#### AIM OF THE TASK
Look through the lines below, find those with the word "bool", and copy them.

#### DATA RECORDS
──────────────────────────────
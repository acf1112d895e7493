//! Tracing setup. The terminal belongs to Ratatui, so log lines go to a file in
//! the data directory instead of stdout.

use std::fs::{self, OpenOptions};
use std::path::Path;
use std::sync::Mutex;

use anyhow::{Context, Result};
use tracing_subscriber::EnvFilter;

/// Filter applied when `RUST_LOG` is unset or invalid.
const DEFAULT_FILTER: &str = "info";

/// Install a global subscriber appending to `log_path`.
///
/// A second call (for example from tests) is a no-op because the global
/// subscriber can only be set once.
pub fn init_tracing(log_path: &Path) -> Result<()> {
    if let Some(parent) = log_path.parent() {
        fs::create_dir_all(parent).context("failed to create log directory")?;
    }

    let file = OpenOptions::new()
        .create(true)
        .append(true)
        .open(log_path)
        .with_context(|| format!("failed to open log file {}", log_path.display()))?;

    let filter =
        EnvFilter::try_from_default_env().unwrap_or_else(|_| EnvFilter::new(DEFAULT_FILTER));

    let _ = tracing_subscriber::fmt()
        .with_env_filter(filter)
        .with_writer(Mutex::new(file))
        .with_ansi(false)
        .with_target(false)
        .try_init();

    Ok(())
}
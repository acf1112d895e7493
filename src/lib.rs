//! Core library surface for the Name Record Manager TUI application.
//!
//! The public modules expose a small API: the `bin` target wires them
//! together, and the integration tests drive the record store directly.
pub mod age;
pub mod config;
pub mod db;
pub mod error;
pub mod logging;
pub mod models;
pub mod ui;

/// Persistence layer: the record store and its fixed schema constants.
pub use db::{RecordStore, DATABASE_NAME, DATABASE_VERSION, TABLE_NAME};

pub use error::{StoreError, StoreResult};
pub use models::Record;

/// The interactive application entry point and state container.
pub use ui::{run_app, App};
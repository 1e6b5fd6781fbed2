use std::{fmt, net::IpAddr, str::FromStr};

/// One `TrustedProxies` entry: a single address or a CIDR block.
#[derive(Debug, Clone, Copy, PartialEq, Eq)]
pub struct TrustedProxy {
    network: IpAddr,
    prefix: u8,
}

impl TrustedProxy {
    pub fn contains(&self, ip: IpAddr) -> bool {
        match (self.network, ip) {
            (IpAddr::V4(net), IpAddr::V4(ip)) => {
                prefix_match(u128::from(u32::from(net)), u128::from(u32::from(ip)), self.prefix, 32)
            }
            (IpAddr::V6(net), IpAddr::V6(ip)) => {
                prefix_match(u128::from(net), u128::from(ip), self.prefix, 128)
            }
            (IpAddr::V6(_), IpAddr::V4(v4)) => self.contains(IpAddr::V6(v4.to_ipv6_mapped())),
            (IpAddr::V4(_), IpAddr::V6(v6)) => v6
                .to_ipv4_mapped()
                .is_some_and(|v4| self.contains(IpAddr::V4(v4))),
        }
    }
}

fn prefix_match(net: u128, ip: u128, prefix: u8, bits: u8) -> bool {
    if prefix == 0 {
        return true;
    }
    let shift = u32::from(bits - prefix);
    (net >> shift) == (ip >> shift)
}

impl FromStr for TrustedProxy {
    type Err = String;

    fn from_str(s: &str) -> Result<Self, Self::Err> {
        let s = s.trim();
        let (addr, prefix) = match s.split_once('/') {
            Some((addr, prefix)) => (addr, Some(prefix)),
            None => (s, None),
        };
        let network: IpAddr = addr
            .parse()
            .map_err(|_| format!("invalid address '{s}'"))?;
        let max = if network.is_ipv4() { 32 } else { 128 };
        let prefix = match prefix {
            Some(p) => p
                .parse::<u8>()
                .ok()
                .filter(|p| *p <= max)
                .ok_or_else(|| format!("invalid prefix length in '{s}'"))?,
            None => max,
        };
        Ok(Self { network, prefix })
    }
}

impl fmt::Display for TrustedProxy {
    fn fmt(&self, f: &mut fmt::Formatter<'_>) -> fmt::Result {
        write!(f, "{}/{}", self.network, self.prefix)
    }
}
──────────────────────────────
#### ANSWER SPACE
    pub fn contains(&self, ip: IpAddr) -> bool {
fn prefix_match(net: u128, ip: u128, prefix: u8, bits: u8) -> bool {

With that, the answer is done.